James Lawton: Ashes triumph the shape of things to come for England
Of all the achievements England sought to underline with another slaughter of what used to be Australian cricket in Sydney late last night or early this morning there is no doubt about the greatest of them.
It is their embrace of competitive humility. It is the sweet acceptance that if you want to be the best in the world — which is an ambition reasonably provoked if not confirmed by their deeds Down Under in the last few weeks — you have to know the difference between hubris and bone-deep satisfaction.
You have to remember at all times that great sportsmen never lose sight of the fact that they are only as good as their last innings or round or race.
England did this at Perth after their evisceration of Australia in Adelaide in the second Test but what might have been a crisis, a lurch back into the old days, became something quite different.
It was, with plenty of time and nerve and a huge advantage in basic talent on their side, an opportunity to make the vital re-assessments which in the past have so often been ignored — and which four years ago led directly to one of the greatest humiliations in the history of English sport.

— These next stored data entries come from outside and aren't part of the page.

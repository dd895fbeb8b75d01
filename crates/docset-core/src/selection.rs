//! Filtered, paginated views over a cluster tree.
//!
//! A [`Selection`] combines three optional filters, each a union of its
//! members, and intersects them:
//!
//! - **nodes**: documents reachable from any selected node (the node or a
//!   descendant). No nodes means the whole tree.
//! - **tags**: documents carrying any selected tag. No tags means no
//!   constraint.
//! - **documents**: only these documents. Empty means no constraint.
//!
//! Results are ordered by document id, so `slice(0, count)` is the full
//! result and consecutive slices never overlap.

use std::collections::BTreeSet;

use anyhow::Result;
use serde::{Deserialize, Serialize};

use crate::error::CoreError;
use crate::ids::{DocumentId, NodeId, TagId};
use crate::models::{Document, Tree};
use crate::store::Store;
use crate::tree::reachable_documents;

#[derive(Debug, Clone, Default, PartialEq, Eq, Serialize, Deserialize)]
pub struct SelectionFilter {
    #[serde(default)]
    pub nodes: Vec<NodeId>,
    #[serde(default)]
    pub documents: Vec<DocumentId>,
    #[serde(default)]
    pub tags: Vec<TagId>,
}

impl SelectionFilter {
    pub fn is_empty(&self) -> bool {
        self.nodes.is_empty() && self.documents.is_empty() && self.tags.is_empty()
    }
}

#[derive(Debug, Clone)]
pub struct Selection {
    tree: Tree,
    filter: SelectionFilter,
}

impl Selection {
    pub fn new(tree: Tree, filter: SelectionFilter) -> Self {
        Self { tree, filter }
    }

    pub fn tree(&self) -> &Tree {
        &self.tree
    }

    pub fn filter(&self) -> &SelectionFilter {
        &self.filter
    }

    /// Ids of every matching document, ascending.
    pub async fn matching_documents<S: Store + ?Sized>(&self, store: &S) -> Result<Vec<DocumentId>> {
        let mut matched: BTreeSet<DocumentId> = if self.filter.nodes.is_empty() {
            store.tree_documents(self.tree.id).await?.into_iter().collect()
        } else {
            let mut reached = BTreeSet::new();
            for &node in &self.filter.nodes {
                self.ensure_in_tree(store, node).await?;
                reached.extend(reachable_documents(store, node).await?);
            }
            reached
        };

        if !self.filter.tags.is_empty() {
            let mut tagged = BTreeSet::new();
            for &tag in &self.filter.tags {
                tagged.extend(store.tag_documents(tag).await?);
            }
            matched.retain(|d| tagged.contains(d));
        }

        if !self.filter.documents.is_empty() {
            let wanted: BTreeSet<DocumentId> = self.filter.documents.iter().copied().collect();
            matched.retain(|d| wanted.contains(d));
        }

        Ok(matched.into_iter().collect())
    }

    /// Matching documents in `[start, end)`. Empty when `start >= end`.
    pub async fn slice<S: Store + ?Sized>(
        &self,
        store: &S,
        start: usize,
        end: usize,
    ) -> Result<Vec<Document>> {
        if start >= end {
            return Ok(Vec::new());
        }
        let ids: Vec<DocumentId> = self
            .matching_documents(store)
            .await?
            .into_iter()
            .skip(start)
            .take(end - start)
            .collect();
        if ids.is_empty() {
            return Ok(Vec::new());
        }
        store.get_documents(&ids).await
    }

    pub async fn count<S: Store + ?Sized>(&self, store: &S) -> Result<usize> {
        Ok(self.matching_documents(store).await?.len())
    }

    async fn ensure_in_tree<S: Store + ?Sized>(&self, store: &S, node: NodeId) -> Result<()> {
        let mut cursor = Some(node);
        while let Some(id) = cursor {
            if id == self.tree.root_id {
                return Ok(());
            }
            cursor = store
                .load_node(id)
                .await?
                .ok_or_else(|| CoreError::NotFound(format!("node {}", id)))?
                .parent_id;
        }
        Err(CoreError::InvalidInput(format!("node {} is not in tree {}", node, self.tree.id)).into())
    }
}
//! JSON HTTP API.
//!
//! # Endpoints
//!
//! | Method | Path | Description |
//! |--------|------|-------------|
//! | `POST` | `/document-sets` | Create a set for `{"query"}` and enqueue its job |
//! | `GET`  | `/document-sets` | List sets with document counts and job state |
//! | `DELETE` | `/document-sets/{id}` | Delete a set and everything it owns |
//! | `GET`  | `/document-sets/{id}/documents` | Browse a page (`nodes`, `tags`, `documents`, `offset`, `limit`) |
//! | `POST` | `/document-sets/{id}/tree` | Rebuild the cluster tree |
//! | `GET`  | `/jobs/{id}` | Job state, attempts, item errors |
//! | `POST` | `/jobs/{id}/retry` | Resubmit a failed job |
//! | `GET`  | `/trees/{id}/nodes` | Breadth-first nodes (`max`) |
//! | `PUT`  | `/documents/{id}/tags` | Replace a document's tags (`{"tags": "a, b"}`) |
//! | `GET`  | `/health` | Health check (returns version) |
//!
//! # Error Contract
//!
//! ```json
//! { "error": { "code": "not_found", "message": "document set 4 not found" } }
//! ```
//!
//! Error codes: `bad_request` (400), `not_found` (404), `conflict` (409),
//! `internal` (500).
//!
//! # CORS
//!
//! All origins, methods, and headers are permitted to support browser-based
//! clients.

use axum::{
    extract::{Path, Query, State},
    http::StatusCode,
    response::{IntoResponse, Response},
    routing::{delete, get, post, put},
    Json, Router,
};
use serde::{Deserialize, Serialize};
use std::str::FromStr;
use std::sync::Arc;
use tower_http::cors::{Any, CorsLayer};

use docset_core::error::{core_error, CoreError};
use docset_core::ids::{DocumentId, DocumentSetId, JobId, TreeId};
use docset_core::job::Job;
use docset_core::models::{Node, Tag, Tree};
use docset_core::pipeline::SearchClient;
use docset_core::selection::SelectionFilter;
use docset_core::store::Store;
use docset_core::tags::set_document_tags;

use crate::browse::{self, BrowsePage};
use crate::cluster_cmd::build_tree_for_set;
use crate::config::Config;
use crate::db;
use crate::ingest::{spawn_workers, Ingestor};
use crate::jobs::{self, DocumentSetSummary, JobStatus};
use crate::search_client::DocumentCloudClient;
use crate::sqlite_store::SqliteStore;

/// Shared application state passed to all route handlers via Axum's `State` extractor.
#[derive(Clone)]
pub struct AppState {
    pub store: Arc<dyn Store>,
    pub config: Arc<Config>,
}

/// Builds the router over an existing store. Used by [`run_server`] and
/// by tests that serve on an ephemeral port.
pub fn build_router(state: AppState) -> Router {
    let cors = CorsLayer::new()
        .allow_origin(Any)
        .allow_methods(Any)
        .allow_headers(Any);

    Router::new()
        .route(
            "/document-sets",
            post(handle_create_set).get(handle_list_sets),
        )
        .route("/document-sets/{id}", delete(handle_delete_set))
        .route("/document-sets/{id}/documents", get(handle_browse))
        .route("/document-sets/{id}/tree", post(handle_build_tree))
        .route("/jobs/{id}", get(handle_get_job))
        .route("/jobs/{id}/retry", post(handle_retry_job))
        .route("/trees/{id}/nodes", get(handle_nodes))
        .route("/documents/{id}/tags", put(handle_set_tags))
        .route("/health", get(handle_health))
        .layer(cors)
        .with_state(state)
}

/// `docset serve`: binds to `[server].bind` and serves until terminated.
///
/// With `[server].workers = true` the ingestion workers run in the same
/// process.
pub async fn run_server(config: &Config) -> anyhow::Result<()> {
    let bind_addr = config.server.bind.clone();
    let pool = db::connect(config).await?;
    let store: Arc<dyn Store> = Arc::new(SqliteStore::new(pool));

    if config.server.workers {
        let search: Arc<dyn SearchClient> = Arc::new(DocumentCloudClient::new(&config.search)?);
        let ingestor = Arc::new(Ingestor::new(store.clone(), search, config));
        let handles = spawn_workers(ingestor, config.ingest.workers, false);
        tracing::info!(workers = handles.len(), "ingestion workers started");
    }

    let app = build_router(AppState {
        store,
        config: Arc::new(config.clone()),
    });

    println!("docset server listening on http://{}", bind_addr);

    let listener = tokio::net::TcpListener::bind(&bind_addr).await?;
    axum::serve(listener, app).await?;

    Ok(())
}

// ============ Error response ============

#[derive(Serialize)]
struct ErrorBody {
    error: ErrorDetail,
}

#[derive(Serialize)]
struct ErrorDetail {
    code: String,
    message: String,
}

/// Internal error type that converts into an Axum HTTP response.
#[derive(Debug)]
struct AppError {
    status: StatusCode,
    code: String,
    message: String,
}

impl IntoResponse for AppError {
    fn into_response(self) -> Response {
        let body = ErrorBody {
            error: ErrorDetail {
                code: self.code,
                message: self.message,
            },
        };
        (self.status, Json(body)).into_response()
    }
}

fn bad_request(message: impl Into<String>) -> AppError {
    AppError {
        status: StatusCode::BAD_REQUEST,
        code: "bad_request".to_string(),
        message: message.into(),
    }
}

fn not_found(message: impl Into<String>) -> AppError {
    AppError {
        status: StatusCode::NOT_FOUND,
        code: "not_found".to_string(),
        message: message.into(),
    }
}

fn conflict(message: impl Into<String>) -> AppError {
    AppError {
        status: StatusCode::CONFLICT,
        code: "conflict".to_string(),
        message: message.into(),
    }
}

fn internal(message: impl Into<String>) -> AppError {
    AppError {
        status: StatusCode::INTERNAL_SERVER_ERROR,
        code: "internal".to_string(),
        message: message.into(),
    }
}

/// Maps a domain error kind to its status code; anything else is a 500.
impl From<anyhow::Error> for AppError {
    fn from(err: anyhow::Error) -> Self {
        let message = format!("{:#}", err);
        match core_error(&err) {
            Some(CoreError::NotFound(_)) => not_found(message),
            Some(
                CoreError::InvalidInput(_)
                | CoreError::InvalidTreeOperation(_)
                | CoreError::IngestionItemError { .. },
            ) => bad_request(message),
            Some(
                CoreError::InvalidStateTransition { .. }
                | CoreError::DuplicateTagViolation { .. }
                | CoreError::TreeBuildConflict(_)
                | CoreError::LeaseLost { .. },
            ) => conflict(message),
            Some(CoreError::IngestionFetchError(_)) | None => {
                tracing::error!(error = %message, "request failed");
                internal(message)
            }
        }
    }
}

/// Parses a comma-separated id list such as `"3,5, 8"`.
fn parse_ids<T: FromStr>(name: &str, raw: Option<&str>) -> Result<Vec<T>, AppError> {
    let Some(raw) = raw else {
        return Ok(Vec::new());
    };
    raw.split(',')
        .map(str::trim)
        .filter(|s| !s.is_empty())
        .map(|s| {
            s.parse::<T>()
                .map_err(|_| bad_request(format!("{}: '{}' is not a valid id", name, s)))
        })
        .collect()
}

// ============ GET /health ============

#[derive(Serialize)]
struct HealthResponse {
    status: String,
    version: String,
}

async fn handle_health() -> Json<HealthResponse> {
    Json(HealthResponse {
        status: "ok".to_string(),
        version: env!("CARGO_PKG_VERSION").to_string(),
    })
}

// ============ Document sets ============

#[derive(Deserialize)]
struct CreateSetRequest {
    query: String,
}

async fn handle_create_set(
    State(state): State<AppState>,
    Json(req): Json<CreateSetRequest>,
) -> Result<(StatusCode, Json<Job>), AppError> {
    let job = jobs::create_document_set(state.store.as_ref(), &req.query).await?;
    Ok((StatusCode::ACCEPTED, Json(job)))
}

async fn handle_list_sets(
    State(state): State<AppState>,
) -> Result<Json<Vec<DocumentSetSummary>>, AppError> {
    Ok(Json(jobs::list_document_sets(state.store.as_ref()).await?))
}

async fn handle_delete_set(
    State(state): State<AppState>,
    Path(id): Path<i64>,
) -> Result<StatusCode, AppError> {
    jobs::delete_document_set(state.store.as_ref(), DocumentSetId::new(id)).await?;
    Ok(StatusCode::NO_CONTENT)
}

#[derive(Deserialize)]
struct BrowseParams {
    nodes: Option<String>,
    tags: Option<String>,
    documents: Option<String>,
    #[serde(default)]
    offset: usize,
    limit: Option<usize>,
}

async fn handle_browse(
    State(state): State<AppState>,
    Path(id): Path<i64>,
    Query(params): Query<BrowseParams>,
) -> Result<Json<BrowsePage>, AppError> {
    let filter = SelectionFilter {
        nodes: parse_ids("nodes", params.nodes.as_deref())?,
        documents: parse_ids("documents", params.documents.as_deref())?,
        tags: parse_ids("tags", params.tags.as_deref())?,
    };
    let page = browse::browse_document_set(
        state.store.as_ref(),
        &state.config.browse,
        DocumentSetId::new(id),
        filter,
        params.offset,
        params.limit,
    )
    .await?;
    Ok(Json(page))
}

async fn handle_build_tree(
    State(state): State<AppState>,
    Path(id): Path<i64>,
) -> Result<Json<Tree>, AppError> {
    let tree =
        build_tree_for_set(state.store.as_ref(), &state.config.tree, DocumentSetId::new(id)).await?;
    Ok(Json(tree))
}

// ============ Jobs ============

async fn handle_get_job(
    State(state): State<AppState>,
    Path(id): Path<i64>,
) -> Result<Json<JobStatus>, AppError> {
    Ok(Json(jobs::get_job(state.store.as_ref(), JobId::new(id)).await?))
}

async fn handle_retry_job(
    State(state): State<AppState>,
    Path(id): Path<i64>,
) -> Result<Json<Job>, AppError> {
    Ok(Json(jobs::retry_job(state.store.as_ref(), JobId::new(id)).await?))
}

// ============ Trees ============

#[derive(Deserialize)]
struct NodesParams {
    /// Zero or negative lists nothing.
    max: Option<i64>,
}

#[derive(Serialize)]
struct NodesResponse {
    tree_id: TreeId,
    nodes: Vec<Node>,
}

async fn handle_nodes(
    State(state): State<AppState>,
    Path(id): Path<i64>,
    Query(params): Query<NodesParams>,
) -> Result<Json<NodesResponse>, AppError> {
    let tree_id = TreeId::new(id);
    let max = params
        .max
        .unwrap_or_else(|| i64::try_from(state.config.browse.max_nodes).unwrap_or(i64::MAX));
    let nodes =
        browse::breadth_first_nodes(state.store.as_ref(), &state.config.browse, tree_id, max).await?;
    Ok(Json(NodesResponse { tree_id, nodes }))
}

// ============ Tags ============

#[derive(Deserialize)]
struct SetTagsRequest {
    /// Comma-separated tag names; empty clears the document's tags.
    tags: String,
}

#[derive(Serialize)]
struct SetTagsResponse {
    document_id: DocumentId,
    tags: Vec<Tag>,
}

async fn handle_set_tags(
    State(state): State<AppState>,
    Path(id): Path<i64>,
    Json(req): Json<SetTagsRequest>,
) -> Result<Json<SetTagsResponse>, AppError> {
    let document_id = DocumentId::new(id);
    let tags = set_document_tags(state.store.as_ref(), document_id, &req.tags).await?;
    Ok(Json(SetTagsResponse { document_id, tags }))
}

The 5-0 whitewash of 2006-2007 was quite different from what in some ways has been an equally profound series of revenge exacted by England.
Back then the disparity of talent was not so great; if Australia had the last of Glenn McGrath and Shane Warne and Adam Gillespie, England still possessed Freddie Flintoff and Kevin Pietersen, the key figures of Ashes victory in 2005, and Paul Collingwood at his most combative.
The difference was that Australia played like men, defiantly and proudly, while England, right from the start in Brisbane, became parodies of the heroes who had their triumphal parade through the West End and the fall-about at Downing Street.
This time around there has been — apart from Pietersen's occasional lapse into old vanities — scarcely a breath of such immaturity.
Perth was not so much a wake-up call as a missile strike.
Some, who had plainly not been paying attention when England utterly dominated all aspects of the Tests in Brisbane and Adelaide, saw this as an explosion of a myth that the hosts had regressed terribly. It was nothing of the sort.
It was a setback clearly within the power of England, under the superbly balanced leadership of captain Andrew Strauss and coach Andy Flower, to make good, both by exploiting the intrinsic weakness of the Australian squad and re-exerting their much superior ability.
Yes, we know there has been a fault line. It appeared at the Wanderers ground in Johannesburg last January, briefly against the Pakistanis in the summer, and was present again at the Waca.
However, the response on this occasion has been massively convincing. The margins between the teams has become pitiful, from the career death agonies of the great Ricky Ponting, the uncertainties of batsman Michael Clarke and the fragility of Mitchell Johnson.
No putative cricketing superstar ever rivalled Johnson in commuting so regularly between heaven and hell.
In Brisbane to ask him a question felt like an unforgivable intrusion into private grief. Before the first Test he said he had never felt so confident.
His performance was so bad it would be cruel to dredge up the figures.
He travelled to Adelaide on the same plane as his team-mates and in the company of his girlfriend — and still managed to look the loneliest man in a vast and thinly populated country.
He didn’t appear in Adelaide, then re-emerged with dramatic effectiveness in Perth. In Melbourne and Sydney he has walked the line between triumph and disaster so persistently there have been times, surely, when the squeamish have been obliged to look away.
By comparison England's dressing room has been inhabited by men who have seemed entirely sure of themselves.
There was a time when taking decisions likes Paul Collingwood’s, to retire for the future well-being of the team, was an Australian standard.
But they grew negligent and the result is shown in the ruins of their game.
Maybe the likes of Usman Khawaja and Stevie Smith will raise the banner again some time soon, but don;t bet on it. Certainly not in the shadow of an England who have moved into a superior league.
This was, surely, a good enough reason to make a midnight toast — one that saluted not just magnificent performance but something quite as valuable. It was that understanding that if you want to be truly great the job is never done.